Exercise description ▸
Please repeat the listing exactly, starting at its first line and stopping after the line that contains "MERCHANTABILITY or FITNESS".

§ §

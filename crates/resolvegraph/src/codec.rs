// moon: The build system and package manager for MoonBit.
// Copyright (C) 2024 International Digital Economy Academy
//
// This program is free software: you can redistribute it and/or modify
// it under the terms of the GNU Affero General Public License as published by
// the Free Software Foundation, either version 3 of the License, or
// (at your option) any later version.
//
// This program is distributed in the hope that it will be useful,
// but WITHOUT ANY WARRANTY; without even the implied warranty of
// MERCHANTABILITY or FITNESS FOR A PARTICULAR PURPOSE.  See the
// GNU Affero General Public License for more details.
//
// You should have received a copy of the GNU Affero General Public License
// along with this program.  If not, see <https://www.gnu.org/licenses/>.
//
// For inquiries, you can contact us via e-mail at jichuruanjian@idea.edu.cn.

//! The primitive stream format shared by every serializer.
//!
//! Integers are written as little-endian base-128 varints of their
//! two's-complement bit pattern, so small non-negative values take one byte
//! and negative values take the full width (5 bytes for ints, 10 for longs).
//! Strings are a varint of `byte length + 1` followed by UTF-8 bytes; a
//! length prefix of `0` is the absent marker used by nullable strings.

use std::io::{Read, Write};

use bytes::{Buf, BufMut, Bytes, BytesMut};
use thiserror::Error;

use crate::builder::GraphError;

const ABSENT_STRING: u64 = 0;

#[derive(Debug, Error)]
pub enum CodecError {
    #[error(transparent)]
    Io(std::io::Error),
    #[error("unexpected end of stream")]
    UnexpectedEof,
    #[error("malformed variable-length integer")]
    MalformedVarInt,
    #[error("invalid UTF-8 in string")]
    Utf8(#[from] std::string::FromUtf8Error),
    #[error("expected a string but found the absent marker")]
    UnexpectedAbsentString,
    #[error("negative length {0} in stream")]
    NegativeLength(i32),
    #[error("invalid {what} tag {tag}")]
    InvalidTag { what: &'static str, tag: i64 },
    #[error("variant index {index} is out of range, {known} variants have been read")]
    InvalidVariantIndex { index: i32, known: usize },
    #[error("variant index {0} refers to a variant that is still being read")]
    UnfinishedVariant(i32),
    #[error("malformed value in stream: {0}")]
    Malformed(String),
    #[error("decoded graph is inconsistent: {0}")]
    Graph(#[from] GraphError),
}

impl From<std::io::Error> for CodecError {
    fn from(e: std::io::Error) -> Self {
        if e.kind() == std::io::ErrorKind::UnexpectedEof {
            CodecError::UnexpectedEof
        } else {
            CodecError::Io(e)
        }
    }
}

/// Sink for the primitive stream format.
pub trait Encoder {
    fn write_bytes(&mut self, bytes: &[u8]) -> Result<(), CodecError>;

    fn write_byte(&mut self, byte: u8) -> Result<(), CodecError> {
        self.write_bytes(&[byte])
    }

    fn write_var_u64(&mut self, mut value: u64) -> Result<(), CodecError> {
        let mut buf = [0u8; 10];
        let mut len = 0;
        loop {
            let byte = (value & 0x7f) as u8;
            value >>= 7;
            if value == 0 {
                buf[len] = byte;
                len += 1;
                break;
            }
            buf[len] = byte | 0x80;
            len += 1;
        }
        self.write_bytes(&buf[..len])
    }

    fn write_small_long(&mut self, value: i64) -> Result<(), CodecError> {
        self.write_var_u64(value as u64)
    }

    fn write_small_int(&mut self, value: i32) -> Result<(), CodecError> {
        self.write_var_u64(value as u32 as u64)
    }

    /// Writes a collection size.
    fn write_len(&mut self, len: usize) -> Result<(), CodecError> {
        let len = i32::try_from(len)
            .map_err(|_| CodecError::Malformed(format!("collection of {len} elements")))?;
        self.write_small_int(len)
    }

    fn write_boolean(&mut self, value: bool) -> Result<(), CodecError> {
        self.write_byte(value as u8)
    }

    fn write_string(&mut self, value: &str) -> Result<(), CodecError> {
        self.write_var_u64(value.len() as u64 + 1)?;
        self.write_bytes(value.as_bytes())
    }

    fn write_nullable_string(&mut self, value: Option<&str>) -> Result<(), CodecError> {
        match value {
            Some(s) => self.write_string(s),
            None => self.write_var_u64(ABSENT_STRING),
        }
    }
}

/// Source for the primitive stream format.
pub trait Decoder {
    fn read_byte(&mut self) -> Result<u8, CodecError>;

    fn read_bytes(&mut self, len: usize) -> Result<Vec<u8>, CodecError> {
        let mut out = Vec::with_capacity(len.min(4096));
        for _ in 0..len {
            out.push(self.read_byte()?);
        }
        Ok(out)
    }

    fn read_var_u64(&mut self, max_bytes: usize) -> Result<u64, CodecError> {
        let mut result = 0u64;
        for i in 0..max_bytes {
            let byte = self.read_byte()?;
            result |= ((byte & 0x7f) as u64) << (7 * i);
            if byte & 0x80 == 0 {
                return Ok(result);
            }
        }
        Err(CodecError::MalformedVarInt)
    }

    fn read_small_long(&mut self) -> Result<i64, CodecError> {
        Ok(self.read_var_u64(10)? as i64)
    }

    fn read_small_int(&mut self) -> Result<i32, CodecError> {
        let value = self.read_var_u64(5)?;
        let value = u32::try_from(value).map_err(|_| CodecError::MalformedVarInt)?;
        Ok(value as i32)
    }

    fn read_len(&mut self) -> Result<usize, CodecError> {
        let len = self.read_small_int()?;
        usize::try_from(len).map_err(|_| CodecError::NegativeLength(len))
    }

    fn read_boolean(&mut self) -> Result<bool, CodecError> {
        match self.read_byte()? {
            0 => Ok(false),
            1 => Ok(true),
            other => Err(CodecError::InvalidTag {
                what: "boolean",
                tag: other as i64,
            }),
        }
    }

    fn read_nullable_string(&mut self) -> Result<Option<String>, CodecError> {
        let prefix = self.read_var_u64(10)?;
        if prefix == ABSENT_STRING {
            return Ok(None);
        }
        let len = usize::try_from(prefix - 1).map_err(|_| CodecError::MalformedVarInt)?;
        let bytes = self.read_bytes(len)?;
        Ok(Some(String::from_utf8(bytes)?))
    }

    fn read_string(&mut self) -> Result<String, CodecError> {
        self.read_nullable_string()?
            .ok_or(CodecError::UnexpectedAbsentString)
    }
}

impl Encoder for BytesMut {
    fn write_bytes(&mut self, bytes: &[u8]) -> Result<(), CodecError> {
        self.put_slice(bytes);
        Ok(())
    }
}

impl Decoder for Bytes {
    fn read_byte(&mut self) -> Result<u8, CodecError> {
        if !self.has_remaining() {
            return Err(CodecError::UnexpectedEof);
        }
        Ok(self.get_u8())
    }

    fn read_bytes(&mut self, len: usize) -> Result<Vec<u8>, CodecError> {
        if self.remaining() < len {
            return Err(CodecError::UnexpectedEof);
        }
        Ok(self.copy_to_bytes(len).to_vec())
    }
}

/// Encodes into any [`Write`]. Buffering and flushing are up to the caller.
pub struct StreamEncoder<W: Write> {
    inner: W,
}

impl<W: Write> StreamEncoder<W> {
    pub fn new(inner: W) -> Self {
        StreamEncoder { inner }
    }

    pub fn into_inner(self) -> W {
        self.inner
    }
}

impl<W: Write> Encoder for StreamEncoder<W> {
    fn write_bytes(&mut self, bytes: &[u8]) -> Result<(), CodecError> {
        Ok(self.inner.write_all(bytes)?)
    }
}

/// Decodes from any [`Read`].
pub struct StreamDecoder<R: Read> {
    inner: R,
}

impl<R: Read> StreamDecoder<R> {
    pub fn new(inner: R) -> Self {
        StreamDecoder { inner }
    }

    pub fn into_inner(self) -> R {
        self.inner
    }
}

impl<R: Read> Decoder for StreamDecoder<R> {
    fn read_byte(&mut self) -> Result<u8, CodecError> {
        let mut buf = [0u8; 1];
        self.inner.read_exact(&mut buf)?;
        Ok(buf[0])
    }

    fn read_bytes(&mut self, len: usize) -> Result<Vec<u8>, CodecError> {
        let mut out = Vec::new();
        (&mut self.inner).take(len as u64).read_to_end(&mut out)?;
        if out.len() != len {
            return Err(CodecError::UnexpectedEof);
        }
        Ok(out)
    }
}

§ §

Completed exercise ▸
filename crates/resolvegraph/src/codec.rs
// moon: The build system and package manager for MoonBit.
// Copyright (C) 2024 International Digital Economy Academy
//
// This program is free software: you can redistribute it and/or modify
// it under the terms of the GNU Affero General Public License as published by
// the Free Software Foundation, either version 3 of the License, or
// (at your option) any later version.
//
// This program is distributed in the hope that it will be useful,
// but WITHOUT ANY WARRANTY; without even the implied warranty of
// MERCHANTABILITY or FITNESS FOR A PARTICULAR PURPOSE.  See the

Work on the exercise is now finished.